# Problem requirements
A single number is expected: the count of lines in the records below that contain "Descending".

# Record set
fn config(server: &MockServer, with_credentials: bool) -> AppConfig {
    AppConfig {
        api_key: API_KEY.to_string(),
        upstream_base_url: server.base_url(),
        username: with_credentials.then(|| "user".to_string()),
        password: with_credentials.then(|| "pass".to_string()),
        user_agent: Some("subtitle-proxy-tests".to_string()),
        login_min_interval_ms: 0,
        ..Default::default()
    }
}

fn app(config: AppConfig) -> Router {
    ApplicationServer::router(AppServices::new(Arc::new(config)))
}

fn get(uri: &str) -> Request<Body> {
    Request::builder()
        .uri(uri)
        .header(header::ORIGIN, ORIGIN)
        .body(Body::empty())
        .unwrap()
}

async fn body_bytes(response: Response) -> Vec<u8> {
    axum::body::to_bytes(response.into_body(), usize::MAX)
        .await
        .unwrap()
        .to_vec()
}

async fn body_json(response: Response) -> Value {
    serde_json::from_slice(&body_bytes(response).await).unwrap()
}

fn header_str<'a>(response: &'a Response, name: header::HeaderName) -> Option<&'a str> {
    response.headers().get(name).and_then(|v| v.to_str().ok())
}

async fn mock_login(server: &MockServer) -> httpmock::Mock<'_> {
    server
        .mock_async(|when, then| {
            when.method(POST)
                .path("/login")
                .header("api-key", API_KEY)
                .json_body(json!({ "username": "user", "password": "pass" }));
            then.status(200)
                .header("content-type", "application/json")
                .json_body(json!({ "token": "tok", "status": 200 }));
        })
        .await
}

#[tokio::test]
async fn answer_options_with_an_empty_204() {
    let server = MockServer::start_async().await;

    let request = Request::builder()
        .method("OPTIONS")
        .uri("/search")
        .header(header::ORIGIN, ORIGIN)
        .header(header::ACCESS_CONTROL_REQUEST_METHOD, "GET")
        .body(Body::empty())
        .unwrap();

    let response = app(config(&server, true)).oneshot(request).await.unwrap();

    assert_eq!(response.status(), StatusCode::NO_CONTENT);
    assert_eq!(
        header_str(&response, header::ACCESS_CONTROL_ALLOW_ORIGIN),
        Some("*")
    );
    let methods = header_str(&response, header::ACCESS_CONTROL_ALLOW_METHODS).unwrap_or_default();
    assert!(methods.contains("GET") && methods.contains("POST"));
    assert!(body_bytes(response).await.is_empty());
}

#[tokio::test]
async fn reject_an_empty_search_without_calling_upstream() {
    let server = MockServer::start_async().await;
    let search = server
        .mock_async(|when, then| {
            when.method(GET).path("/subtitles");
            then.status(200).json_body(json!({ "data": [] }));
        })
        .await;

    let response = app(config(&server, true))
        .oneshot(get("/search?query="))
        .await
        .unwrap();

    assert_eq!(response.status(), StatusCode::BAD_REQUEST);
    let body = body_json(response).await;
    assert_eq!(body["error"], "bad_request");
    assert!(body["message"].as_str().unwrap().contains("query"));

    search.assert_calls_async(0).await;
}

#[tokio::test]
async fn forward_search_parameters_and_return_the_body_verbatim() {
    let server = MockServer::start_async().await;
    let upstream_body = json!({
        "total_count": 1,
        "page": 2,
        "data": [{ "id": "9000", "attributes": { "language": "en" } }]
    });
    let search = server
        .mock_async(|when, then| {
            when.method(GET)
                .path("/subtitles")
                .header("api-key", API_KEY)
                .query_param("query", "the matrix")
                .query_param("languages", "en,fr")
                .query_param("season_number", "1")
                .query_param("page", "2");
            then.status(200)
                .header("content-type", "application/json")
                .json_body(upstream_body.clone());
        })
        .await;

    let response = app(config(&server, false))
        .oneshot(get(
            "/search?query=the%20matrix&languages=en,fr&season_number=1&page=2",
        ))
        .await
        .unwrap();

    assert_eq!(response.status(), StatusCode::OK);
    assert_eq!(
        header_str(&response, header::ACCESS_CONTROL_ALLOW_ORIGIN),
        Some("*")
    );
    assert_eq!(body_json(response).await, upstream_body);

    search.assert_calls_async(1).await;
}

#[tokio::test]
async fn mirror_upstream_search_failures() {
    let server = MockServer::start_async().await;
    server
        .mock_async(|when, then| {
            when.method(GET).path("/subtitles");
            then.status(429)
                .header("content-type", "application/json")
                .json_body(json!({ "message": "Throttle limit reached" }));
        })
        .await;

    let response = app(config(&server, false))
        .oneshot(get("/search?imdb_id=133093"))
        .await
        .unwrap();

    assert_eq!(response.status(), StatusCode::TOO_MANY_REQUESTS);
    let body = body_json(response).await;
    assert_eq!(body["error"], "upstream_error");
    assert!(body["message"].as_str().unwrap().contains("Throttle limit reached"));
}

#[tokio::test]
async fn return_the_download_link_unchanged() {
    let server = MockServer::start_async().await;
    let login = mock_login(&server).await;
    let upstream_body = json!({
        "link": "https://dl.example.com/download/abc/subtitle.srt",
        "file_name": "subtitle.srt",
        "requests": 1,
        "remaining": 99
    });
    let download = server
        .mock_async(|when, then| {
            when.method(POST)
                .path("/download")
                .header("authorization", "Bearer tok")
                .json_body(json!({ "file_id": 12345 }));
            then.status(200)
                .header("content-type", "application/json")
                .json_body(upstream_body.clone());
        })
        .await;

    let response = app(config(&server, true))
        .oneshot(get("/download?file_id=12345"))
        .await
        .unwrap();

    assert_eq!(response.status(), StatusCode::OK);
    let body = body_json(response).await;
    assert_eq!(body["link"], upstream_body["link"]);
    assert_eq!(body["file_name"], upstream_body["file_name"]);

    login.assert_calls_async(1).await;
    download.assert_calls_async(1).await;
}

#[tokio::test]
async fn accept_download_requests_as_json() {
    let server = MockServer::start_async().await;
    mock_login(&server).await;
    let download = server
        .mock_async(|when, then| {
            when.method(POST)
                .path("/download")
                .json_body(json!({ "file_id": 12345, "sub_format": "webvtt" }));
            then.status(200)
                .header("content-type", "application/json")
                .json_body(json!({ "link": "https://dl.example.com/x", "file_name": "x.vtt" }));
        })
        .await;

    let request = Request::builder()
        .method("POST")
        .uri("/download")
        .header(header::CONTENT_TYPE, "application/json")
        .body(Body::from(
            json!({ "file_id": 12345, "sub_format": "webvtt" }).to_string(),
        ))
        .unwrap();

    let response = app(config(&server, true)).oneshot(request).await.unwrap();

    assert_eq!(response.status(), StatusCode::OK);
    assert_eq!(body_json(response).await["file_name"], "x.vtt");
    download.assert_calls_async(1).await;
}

--

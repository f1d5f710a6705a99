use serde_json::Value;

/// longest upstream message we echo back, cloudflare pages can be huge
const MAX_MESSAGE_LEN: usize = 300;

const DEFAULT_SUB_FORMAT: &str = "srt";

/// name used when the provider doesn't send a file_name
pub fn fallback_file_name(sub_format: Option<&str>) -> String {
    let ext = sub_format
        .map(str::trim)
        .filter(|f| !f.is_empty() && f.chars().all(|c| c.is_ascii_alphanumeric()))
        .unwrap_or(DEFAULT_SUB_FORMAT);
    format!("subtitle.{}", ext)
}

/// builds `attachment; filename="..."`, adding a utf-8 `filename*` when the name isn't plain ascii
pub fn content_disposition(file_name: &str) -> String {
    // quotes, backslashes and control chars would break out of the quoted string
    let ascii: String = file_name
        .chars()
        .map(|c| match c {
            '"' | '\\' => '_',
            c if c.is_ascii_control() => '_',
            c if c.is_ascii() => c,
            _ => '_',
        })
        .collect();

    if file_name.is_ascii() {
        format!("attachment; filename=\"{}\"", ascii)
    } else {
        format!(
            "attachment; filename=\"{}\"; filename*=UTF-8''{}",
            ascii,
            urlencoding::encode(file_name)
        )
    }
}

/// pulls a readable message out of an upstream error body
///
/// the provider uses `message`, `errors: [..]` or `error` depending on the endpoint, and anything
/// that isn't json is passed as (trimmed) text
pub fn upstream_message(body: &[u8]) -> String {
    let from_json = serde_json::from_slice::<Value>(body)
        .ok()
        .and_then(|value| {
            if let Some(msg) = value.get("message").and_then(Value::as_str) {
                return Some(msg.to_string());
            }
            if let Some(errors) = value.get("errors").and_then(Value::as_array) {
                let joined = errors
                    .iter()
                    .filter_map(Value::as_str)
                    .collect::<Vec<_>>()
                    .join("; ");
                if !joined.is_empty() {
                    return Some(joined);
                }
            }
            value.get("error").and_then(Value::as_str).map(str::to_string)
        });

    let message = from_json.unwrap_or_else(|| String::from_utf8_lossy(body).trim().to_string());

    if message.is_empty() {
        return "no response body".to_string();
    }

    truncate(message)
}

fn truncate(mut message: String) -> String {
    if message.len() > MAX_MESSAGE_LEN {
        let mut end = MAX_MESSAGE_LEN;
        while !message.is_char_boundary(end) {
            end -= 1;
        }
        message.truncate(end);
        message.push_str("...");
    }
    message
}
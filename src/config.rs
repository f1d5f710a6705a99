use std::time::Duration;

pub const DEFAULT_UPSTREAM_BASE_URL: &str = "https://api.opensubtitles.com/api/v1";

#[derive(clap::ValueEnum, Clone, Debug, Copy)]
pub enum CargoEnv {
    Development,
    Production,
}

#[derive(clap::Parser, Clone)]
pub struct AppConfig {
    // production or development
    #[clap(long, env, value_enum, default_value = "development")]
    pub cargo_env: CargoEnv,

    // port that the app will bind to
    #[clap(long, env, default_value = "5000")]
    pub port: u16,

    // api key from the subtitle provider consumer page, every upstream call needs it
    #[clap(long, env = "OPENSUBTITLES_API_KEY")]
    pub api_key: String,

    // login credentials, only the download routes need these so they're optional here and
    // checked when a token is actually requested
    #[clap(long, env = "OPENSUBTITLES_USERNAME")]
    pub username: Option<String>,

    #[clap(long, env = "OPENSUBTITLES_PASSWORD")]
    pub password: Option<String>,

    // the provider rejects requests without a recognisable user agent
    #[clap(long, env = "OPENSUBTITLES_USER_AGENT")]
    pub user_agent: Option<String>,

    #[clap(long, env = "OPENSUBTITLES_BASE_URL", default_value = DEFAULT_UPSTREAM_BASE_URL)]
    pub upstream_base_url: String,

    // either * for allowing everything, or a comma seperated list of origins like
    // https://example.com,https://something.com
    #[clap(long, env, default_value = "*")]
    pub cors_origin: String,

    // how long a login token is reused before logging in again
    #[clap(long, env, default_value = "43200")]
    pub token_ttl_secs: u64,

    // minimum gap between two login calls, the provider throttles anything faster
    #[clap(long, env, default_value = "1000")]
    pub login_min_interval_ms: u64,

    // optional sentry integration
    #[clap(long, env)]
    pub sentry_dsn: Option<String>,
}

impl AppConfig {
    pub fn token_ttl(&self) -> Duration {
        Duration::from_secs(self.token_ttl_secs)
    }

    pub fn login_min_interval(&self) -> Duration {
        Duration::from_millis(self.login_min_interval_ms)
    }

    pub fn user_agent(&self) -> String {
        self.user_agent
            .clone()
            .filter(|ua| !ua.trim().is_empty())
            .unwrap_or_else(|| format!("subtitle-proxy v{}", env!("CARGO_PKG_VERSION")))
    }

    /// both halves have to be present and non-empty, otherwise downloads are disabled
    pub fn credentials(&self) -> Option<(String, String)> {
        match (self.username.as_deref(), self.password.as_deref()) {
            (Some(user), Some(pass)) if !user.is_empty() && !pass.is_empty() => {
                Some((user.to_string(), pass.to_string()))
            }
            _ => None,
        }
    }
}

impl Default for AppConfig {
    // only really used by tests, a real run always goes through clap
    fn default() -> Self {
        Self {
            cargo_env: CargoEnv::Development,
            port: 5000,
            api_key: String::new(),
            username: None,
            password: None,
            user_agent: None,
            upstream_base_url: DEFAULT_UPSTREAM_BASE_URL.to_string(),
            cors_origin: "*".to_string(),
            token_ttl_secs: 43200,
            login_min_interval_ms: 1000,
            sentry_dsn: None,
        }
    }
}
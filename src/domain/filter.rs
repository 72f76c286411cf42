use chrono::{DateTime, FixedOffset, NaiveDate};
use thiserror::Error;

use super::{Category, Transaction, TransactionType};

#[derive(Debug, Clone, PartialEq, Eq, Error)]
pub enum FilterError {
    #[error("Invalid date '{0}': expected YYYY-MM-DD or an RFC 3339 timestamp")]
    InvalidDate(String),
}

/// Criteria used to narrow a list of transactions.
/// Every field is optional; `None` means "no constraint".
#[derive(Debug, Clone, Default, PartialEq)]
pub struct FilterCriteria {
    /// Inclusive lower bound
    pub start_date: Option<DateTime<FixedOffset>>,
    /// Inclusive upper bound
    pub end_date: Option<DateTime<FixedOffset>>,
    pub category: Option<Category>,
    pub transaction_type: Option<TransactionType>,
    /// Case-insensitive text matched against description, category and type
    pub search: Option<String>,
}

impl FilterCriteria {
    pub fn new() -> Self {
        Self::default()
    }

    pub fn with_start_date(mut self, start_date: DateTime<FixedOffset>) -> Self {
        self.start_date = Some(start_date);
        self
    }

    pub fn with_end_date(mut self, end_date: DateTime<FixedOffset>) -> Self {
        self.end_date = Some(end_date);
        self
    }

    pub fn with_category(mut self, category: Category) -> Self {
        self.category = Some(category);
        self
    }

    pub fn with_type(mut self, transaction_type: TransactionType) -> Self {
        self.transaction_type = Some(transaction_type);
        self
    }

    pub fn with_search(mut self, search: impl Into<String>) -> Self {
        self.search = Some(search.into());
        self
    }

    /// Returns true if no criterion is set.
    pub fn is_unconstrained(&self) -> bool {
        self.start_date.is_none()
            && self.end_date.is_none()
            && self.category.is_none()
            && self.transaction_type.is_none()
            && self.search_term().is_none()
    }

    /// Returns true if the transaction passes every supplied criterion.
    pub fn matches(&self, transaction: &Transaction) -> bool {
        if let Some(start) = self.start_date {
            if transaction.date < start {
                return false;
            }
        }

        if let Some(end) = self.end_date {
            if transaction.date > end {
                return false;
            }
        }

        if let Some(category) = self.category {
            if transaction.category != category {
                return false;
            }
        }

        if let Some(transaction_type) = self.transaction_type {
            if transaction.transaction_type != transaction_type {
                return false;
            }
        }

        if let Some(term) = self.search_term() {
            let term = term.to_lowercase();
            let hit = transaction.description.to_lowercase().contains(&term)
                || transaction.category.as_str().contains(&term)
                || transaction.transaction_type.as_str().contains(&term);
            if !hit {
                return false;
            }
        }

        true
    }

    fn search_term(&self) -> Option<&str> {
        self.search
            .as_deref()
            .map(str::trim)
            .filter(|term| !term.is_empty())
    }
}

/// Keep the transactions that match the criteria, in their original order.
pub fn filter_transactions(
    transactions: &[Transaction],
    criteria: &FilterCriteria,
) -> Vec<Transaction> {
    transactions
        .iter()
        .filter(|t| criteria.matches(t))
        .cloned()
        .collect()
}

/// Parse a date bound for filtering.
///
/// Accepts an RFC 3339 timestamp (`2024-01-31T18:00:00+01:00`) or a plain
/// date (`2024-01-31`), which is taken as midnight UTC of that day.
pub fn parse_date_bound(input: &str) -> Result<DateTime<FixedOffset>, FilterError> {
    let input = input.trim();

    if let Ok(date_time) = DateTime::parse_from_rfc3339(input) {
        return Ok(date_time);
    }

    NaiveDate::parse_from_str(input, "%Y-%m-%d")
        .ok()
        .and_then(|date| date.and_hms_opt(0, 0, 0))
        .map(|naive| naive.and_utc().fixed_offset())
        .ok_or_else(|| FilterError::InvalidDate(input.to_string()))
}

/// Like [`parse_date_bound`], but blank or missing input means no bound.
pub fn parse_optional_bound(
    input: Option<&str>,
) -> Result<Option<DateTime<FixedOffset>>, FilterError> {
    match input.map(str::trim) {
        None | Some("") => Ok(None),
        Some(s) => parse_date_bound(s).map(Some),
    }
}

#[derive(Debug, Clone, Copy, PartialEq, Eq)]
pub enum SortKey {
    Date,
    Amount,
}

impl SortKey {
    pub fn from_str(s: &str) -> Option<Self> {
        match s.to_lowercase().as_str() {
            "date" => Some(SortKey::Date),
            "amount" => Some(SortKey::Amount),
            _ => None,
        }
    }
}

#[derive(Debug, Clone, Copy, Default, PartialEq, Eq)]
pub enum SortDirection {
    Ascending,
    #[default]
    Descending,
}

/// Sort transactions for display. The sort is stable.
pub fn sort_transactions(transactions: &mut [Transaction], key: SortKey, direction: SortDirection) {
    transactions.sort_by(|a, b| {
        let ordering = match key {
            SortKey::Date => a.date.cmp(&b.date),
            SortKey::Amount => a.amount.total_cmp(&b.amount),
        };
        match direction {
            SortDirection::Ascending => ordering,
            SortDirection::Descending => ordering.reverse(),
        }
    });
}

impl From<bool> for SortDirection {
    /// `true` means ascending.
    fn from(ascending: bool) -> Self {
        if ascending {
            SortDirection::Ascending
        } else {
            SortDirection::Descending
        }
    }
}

# Task output
3